[Items from a data source]
_ _ _

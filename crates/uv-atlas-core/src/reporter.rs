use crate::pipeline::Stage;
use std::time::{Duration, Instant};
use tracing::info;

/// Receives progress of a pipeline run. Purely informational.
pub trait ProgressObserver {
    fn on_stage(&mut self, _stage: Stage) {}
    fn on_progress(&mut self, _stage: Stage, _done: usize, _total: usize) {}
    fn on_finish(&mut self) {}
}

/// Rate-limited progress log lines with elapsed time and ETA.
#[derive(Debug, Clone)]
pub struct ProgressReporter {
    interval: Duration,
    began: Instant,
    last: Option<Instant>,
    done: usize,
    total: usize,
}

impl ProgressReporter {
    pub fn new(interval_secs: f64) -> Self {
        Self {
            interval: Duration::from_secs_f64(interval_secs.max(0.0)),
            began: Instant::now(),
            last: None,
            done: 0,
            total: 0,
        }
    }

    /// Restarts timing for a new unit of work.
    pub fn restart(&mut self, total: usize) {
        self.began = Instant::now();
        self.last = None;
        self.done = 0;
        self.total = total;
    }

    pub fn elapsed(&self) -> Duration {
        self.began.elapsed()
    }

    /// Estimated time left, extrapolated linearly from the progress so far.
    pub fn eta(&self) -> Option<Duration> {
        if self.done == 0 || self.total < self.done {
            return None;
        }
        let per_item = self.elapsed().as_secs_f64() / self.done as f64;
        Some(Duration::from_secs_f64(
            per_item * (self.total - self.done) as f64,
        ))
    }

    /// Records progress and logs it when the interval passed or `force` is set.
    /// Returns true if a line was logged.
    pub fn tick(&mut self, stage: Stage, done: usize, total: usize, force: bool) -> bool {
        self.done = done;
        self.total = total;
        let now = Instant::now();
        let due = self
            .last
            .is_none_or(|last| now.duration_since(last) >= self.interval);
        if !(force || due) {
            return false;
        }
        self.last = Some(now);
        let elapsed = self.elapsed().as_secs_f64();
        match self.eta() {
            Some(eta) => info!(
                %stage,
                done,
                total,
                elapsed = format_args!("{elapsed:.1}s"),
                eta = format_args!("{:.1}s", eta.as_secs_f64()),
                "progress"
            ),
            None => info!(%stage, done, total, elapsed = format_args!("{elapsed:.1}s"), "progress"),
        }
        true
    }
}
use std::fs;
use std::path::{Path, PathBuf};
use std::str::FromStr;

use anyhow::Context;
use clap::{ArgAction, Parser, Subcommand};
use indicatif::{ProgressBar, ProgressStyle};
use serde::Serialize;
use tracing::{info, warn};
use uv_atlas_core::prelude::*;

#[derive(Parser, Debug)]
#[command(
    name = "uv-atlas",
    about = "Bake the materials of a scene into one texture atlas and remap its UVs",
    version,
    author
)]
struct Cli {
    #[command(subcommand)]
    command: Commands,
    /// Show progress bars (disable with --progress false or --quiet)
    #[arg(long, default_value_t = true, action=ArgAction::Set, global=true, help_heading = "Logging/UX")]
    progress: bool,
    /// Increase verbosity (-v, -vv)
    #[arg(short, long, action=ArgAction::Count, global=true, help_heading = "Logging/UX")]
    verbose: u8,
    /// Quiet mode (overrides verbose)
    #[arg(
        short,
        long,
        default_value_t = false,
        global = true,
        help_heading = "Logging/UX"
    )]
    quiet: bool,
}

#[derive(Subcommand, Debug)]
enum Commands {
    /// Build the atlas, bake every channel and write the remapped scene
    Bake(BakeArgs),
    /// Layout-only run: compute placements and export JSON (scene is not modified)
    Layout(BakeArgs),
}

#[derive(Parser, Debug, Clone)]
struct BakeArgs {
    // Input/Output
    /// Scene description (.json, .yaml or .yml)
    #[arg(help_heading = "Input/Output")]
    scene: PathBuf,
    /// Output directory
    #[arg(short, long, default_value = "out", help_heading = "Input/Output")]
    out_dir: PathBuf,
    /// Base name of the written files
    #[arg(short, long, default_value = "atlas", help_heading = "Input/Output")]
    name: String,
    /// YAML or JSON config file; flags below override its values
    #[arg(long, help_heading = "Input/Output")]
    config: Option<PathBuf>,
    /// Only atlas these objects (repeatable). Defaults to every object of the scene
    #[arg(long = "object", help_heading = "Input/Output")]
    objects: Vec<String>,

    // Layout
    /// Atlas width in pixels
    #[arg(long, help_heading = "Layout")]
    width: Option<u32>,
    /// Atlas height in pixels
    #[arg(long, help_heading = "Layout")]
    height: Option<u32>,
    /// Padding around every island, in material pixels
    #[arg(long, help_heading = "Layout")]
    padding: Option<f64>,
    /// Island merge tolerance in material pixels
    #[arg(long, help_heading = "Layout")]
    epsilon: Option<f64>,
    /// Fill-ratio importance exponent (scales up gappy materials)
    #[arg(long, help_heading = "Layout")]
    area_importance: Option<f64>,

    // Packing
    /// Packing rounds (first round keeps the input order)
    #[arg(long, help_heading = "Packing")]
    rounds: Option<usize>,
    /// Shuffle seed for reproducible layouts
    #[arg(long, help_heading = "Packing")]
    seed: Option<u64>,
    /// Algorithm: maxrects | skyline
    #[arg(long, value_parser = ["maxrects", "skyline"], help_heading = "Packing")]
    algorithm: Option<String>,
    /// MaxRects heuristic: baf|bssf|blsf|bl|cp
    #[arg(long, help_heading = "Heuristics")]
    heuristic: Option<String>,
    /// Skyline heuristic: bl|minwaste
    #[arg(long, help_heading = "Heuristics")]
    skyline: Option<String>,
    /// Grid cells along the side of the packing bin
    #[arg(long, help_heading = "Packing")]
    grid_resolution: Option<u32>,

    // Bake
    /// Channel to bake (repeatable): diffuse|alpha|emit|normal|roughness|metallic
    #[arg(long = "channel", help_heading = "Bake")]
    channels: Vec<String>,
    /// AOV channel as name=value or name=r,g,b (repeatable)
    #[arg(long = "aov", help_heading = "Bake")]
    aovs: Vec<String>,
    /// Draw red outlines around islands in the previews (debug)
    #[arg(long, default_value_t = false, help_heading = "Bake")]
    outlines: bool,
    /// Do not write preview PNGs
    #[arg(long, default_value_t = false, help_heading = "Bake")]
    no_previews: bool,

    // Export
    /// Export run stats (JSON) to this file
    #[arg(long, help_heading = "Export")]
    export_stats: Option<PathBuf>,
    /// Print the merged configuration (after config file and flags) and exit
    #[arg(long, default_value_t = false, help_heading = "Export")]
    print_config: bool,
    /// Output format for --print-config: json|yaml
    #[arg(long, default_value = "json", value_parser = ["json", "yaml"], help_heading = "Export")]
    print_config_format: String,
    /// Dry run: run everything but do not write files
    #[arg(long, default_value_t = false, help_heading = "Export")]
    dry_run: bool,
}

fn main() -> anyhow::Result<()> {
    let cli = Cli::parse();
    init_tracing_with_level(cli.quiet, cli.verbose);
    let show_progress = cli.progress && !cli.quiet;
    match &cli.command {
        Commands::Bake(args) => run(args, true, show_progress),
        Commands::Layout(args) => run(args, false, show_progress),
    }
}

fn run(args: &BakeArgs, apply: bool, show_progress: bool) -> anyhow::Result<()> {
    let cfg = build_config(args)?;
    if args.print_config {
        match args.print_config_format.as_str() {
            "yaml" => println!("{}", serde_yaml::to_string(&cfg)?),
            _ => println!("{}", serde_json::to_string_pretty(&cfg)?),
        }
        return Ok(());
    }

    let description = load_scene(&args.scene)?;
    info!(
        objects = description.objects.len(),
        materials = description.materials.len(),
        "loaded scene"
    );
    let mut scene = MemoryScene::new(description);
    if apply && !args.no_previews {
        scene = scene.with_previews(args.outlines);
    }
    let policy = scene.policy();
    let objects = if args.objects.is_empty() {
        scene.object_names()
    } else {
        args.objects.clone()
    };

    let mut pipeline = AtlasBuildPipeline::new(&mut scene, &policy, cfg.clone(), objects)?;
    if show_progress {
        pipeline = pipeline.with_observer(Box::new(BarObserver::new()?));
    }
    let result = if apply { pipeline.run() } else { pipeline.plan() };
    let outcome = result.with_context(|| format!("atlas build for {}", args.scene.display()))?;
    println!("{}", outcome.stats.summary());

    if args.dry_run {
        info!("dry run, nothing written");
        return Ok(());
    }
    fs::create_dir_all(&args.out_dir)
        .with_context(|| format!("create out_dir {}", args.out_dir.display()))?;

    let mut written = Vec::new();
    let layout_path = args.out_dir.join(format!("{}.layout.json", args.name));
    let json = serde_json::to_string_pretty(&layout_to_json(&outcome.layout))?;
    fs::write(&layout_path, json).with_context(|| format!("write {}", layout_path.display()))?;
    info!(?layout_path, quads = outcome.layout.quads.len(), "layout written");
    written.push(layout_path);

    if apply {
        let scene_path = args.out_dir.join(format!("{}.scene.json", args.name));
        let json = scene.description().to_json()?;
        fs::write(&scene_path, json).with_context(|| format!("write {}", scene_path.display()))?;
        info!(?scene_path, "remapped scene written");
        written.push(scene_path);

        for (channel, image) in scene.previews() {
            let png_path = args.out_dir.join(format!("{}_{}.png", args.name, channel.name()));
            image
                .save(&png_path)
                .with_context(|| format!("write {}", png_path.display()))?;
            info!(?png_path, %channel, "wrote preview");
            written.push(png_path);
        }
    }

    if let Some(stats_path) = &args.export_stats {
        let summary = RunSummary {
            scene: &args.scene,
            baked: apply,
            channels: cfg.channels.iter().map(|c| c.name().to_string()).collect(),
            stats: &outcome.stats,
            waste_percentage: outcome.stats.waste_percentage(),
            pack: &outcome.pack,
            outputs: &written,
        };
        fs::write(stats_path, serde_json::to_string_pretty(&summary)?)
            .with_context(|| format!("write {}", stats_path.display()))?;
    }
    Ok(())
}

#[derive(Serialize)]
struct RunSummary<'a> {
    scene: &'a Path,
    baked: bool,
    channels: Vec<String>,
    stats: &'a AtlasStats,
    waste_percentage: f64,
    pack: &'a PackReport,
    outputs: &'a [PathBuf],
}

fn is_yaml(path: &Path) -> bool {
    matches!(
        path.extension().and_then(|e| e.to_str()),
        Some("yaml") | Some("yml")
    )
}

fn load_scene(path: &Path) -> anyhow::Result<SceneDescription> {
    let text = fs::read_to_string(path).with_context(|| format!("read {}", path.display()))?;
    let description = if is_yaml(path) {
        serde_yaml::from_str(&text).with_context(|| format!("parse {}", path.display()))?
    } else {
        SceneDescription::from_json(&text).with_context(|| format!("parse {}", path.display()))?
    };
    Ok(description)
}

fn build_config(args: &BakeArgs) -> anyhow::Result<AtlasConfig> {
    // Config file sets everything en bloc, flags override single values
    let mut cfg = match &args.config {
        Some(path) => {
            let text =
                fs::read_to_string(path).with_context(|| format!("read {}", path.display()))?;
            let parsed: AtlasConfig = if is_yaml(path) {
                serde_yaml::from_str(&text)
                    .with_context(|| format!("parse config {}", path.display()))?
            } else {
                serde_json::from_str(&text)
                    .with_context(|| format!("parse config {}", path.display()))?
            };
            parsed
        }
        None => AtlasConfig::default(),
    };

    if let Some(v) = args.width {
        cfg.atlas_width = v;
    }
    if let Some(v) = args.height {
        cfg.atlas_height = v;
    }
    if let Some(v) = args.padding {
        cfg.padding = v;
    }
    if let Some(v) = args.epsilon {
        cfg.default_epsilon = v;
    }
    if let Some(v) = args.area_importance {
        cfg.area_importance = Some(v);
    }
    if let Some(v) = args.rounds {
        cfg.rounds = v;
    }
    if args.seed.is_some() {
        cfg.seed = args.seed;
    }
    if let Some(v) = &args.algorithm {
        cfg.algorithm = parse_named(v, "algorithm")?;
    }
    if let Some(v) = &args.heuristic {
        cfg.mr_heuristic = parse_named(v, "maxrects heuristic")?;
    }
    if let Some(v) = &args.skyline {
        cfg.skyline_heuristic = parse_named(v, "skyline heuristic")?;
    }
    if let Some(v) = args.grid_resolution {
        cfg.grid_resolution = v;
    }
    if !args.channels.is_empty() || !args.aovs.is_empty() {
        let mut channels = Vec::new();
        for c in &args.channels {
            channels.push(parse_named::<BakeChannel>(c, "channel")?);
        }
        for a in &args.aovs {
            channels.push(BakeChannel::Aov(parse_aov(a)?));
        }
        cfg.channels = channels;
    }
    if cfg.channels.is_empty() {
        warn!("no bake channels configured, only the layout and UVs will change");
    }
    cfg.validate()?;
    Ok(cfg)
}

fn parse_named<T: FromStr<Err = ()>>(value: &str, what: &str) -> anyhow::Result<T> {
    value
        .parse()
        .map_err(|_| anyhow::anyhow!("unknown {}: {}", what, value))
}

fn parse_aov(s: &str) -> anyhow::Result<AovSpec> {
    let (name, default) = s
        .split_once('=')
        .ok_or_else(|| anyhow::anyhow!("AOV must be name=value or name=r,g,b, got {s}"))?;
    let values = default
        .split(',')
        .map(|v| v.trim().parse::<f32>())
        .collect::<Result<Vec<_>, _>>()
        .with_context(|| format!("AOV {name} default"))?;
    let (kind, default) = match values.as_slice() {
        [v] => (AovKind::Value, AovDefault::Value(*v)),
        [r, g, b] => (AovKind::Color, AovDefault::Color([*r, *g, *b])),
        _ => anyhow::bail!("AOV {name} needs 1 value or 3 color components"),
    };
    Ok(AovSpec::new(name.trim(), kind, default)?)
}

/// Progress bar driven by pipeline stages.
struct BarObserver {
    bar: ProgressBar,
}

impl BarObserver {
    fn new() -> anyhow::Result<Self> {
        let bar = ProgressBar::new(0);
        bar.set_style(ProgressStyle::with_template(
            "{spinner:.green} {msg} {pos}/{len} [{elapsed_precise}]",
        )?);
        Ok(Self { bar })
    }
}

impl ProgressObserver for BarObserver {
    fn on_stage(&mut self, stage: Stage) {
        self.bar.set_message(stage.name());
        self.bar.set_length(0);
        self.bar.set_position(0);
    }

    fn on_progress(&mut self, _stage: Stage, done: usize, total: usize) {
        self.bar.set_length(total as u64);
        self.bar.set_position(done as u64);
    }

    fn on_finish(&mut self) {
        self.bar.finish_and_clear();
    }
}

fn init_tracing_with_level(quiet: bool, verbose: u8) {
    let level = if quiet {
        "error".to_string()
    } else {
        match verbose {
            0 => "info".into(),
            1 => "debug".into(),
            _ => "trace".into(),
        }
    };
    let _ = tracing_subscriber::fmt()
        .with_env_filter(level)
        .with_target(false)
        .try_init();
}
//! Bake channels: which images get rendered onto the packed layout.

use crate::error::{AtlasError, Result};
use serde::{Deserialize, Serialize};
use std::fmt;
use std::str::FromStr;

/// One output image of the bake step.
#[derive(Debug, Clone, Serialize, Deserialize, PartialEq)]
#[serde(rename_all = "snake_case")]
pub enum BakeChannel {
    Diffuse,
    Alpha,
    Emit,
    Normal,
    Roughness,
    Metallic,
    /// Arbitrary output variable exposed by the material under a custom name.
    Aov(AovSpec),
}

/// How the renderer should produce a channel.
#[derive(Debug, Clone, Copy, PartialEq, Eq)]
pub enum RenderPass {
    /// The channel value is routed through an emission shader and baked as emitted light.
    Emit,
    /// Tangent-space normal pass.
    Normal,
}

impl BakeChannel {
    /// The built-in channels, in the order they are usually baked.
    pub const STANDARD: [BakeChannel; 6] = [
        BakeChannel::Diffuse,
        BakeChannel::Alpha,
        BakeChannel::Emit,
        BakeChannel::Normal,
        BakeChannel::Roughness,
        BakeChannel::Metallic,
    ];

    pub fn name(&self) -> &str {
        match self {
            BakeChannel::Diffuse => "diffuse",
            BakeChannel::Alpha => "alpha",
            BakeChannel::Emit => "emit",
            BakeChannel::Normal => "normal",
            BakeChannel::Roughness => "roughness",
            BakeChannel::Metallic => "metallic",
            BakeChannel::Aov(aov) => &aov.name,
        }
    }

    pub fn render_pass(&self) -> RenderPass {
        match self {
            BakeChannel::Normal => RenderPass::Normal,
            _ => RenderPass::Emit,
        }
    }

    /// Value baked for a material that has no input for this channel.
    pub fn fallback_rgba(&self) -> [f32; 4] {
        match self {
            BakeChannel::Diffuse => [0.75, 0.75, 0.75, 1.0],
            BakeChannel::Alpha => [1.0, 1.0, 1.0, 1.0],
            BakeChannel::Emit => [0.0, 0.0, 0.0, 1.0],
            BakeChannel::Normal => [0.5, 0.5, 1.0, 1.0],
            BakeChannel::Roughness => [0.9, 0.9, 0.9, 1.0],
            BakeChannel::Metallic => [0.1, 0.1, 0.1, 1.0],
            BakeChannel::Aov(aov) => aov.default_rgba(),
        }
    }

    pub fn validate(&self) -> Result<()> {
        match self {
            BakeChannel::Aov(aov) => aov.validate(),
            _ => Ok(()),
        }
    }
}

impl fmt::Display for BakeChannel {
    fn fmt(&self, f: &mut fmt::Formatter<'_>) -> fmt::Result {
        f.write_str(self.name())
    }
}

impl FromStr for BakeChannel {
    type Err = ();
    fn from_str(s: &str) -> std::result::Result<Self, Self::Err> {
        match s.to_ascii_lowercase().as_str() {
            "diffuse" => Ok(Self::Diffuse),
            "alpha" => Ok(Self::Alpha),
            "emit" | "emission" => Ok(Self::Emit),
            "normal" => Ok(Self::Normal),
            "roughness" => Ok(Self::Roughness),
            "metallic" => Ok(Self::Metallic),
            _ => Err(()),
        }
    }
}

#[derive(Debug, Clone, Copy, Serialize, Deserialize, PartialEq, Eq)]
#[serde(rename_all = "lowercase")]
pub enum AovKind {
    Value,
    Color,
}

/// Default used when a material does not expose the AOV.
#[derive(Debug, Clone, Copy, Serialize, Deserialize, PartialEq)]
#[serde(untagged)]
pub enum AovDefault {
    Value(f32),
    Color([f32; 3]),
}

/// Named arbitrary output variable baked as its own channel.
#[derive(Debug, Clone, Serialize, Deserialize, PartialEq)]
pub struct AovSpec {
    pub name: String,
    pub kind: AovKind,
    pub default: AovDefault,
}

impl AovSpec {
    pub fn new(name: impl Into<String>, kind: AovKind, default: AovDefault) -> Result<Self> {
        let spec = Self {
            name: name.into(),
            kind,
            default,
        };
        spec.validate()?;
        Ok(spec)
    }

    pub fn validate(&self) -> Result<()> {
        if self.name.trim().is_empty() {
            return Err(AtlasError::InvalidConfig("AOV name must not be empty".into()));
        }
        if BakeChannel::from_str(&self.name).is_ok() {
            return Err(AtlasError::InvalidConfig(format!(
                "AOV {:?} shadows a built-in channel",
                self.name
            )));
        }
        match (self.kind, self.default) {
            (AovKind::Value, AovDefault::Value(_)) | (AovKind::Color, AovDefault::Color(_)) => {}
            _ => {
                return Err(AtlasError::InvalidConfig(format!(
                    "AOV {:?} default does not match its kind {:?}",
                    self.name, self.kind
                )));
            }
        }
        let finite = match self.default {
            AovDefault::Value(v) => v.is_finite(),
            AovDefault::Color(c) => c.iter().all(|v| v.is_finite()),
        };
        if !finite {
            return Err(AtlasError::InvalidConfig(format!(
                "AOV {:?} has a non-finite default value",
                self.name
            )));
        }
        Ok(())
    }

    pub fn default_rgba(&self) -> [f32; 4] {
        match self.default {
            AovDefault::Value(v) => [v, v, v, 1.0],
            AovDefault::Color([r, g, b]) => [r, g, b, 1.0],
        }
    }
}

_ _ _

** Exercise brief **
Copy each line of the records containing the string "emission".

** Expected answer **
    /// The channel value is routed through an emission shader and baked as emitted light.
            "emit" | "emission" => Ok(Self::Emit),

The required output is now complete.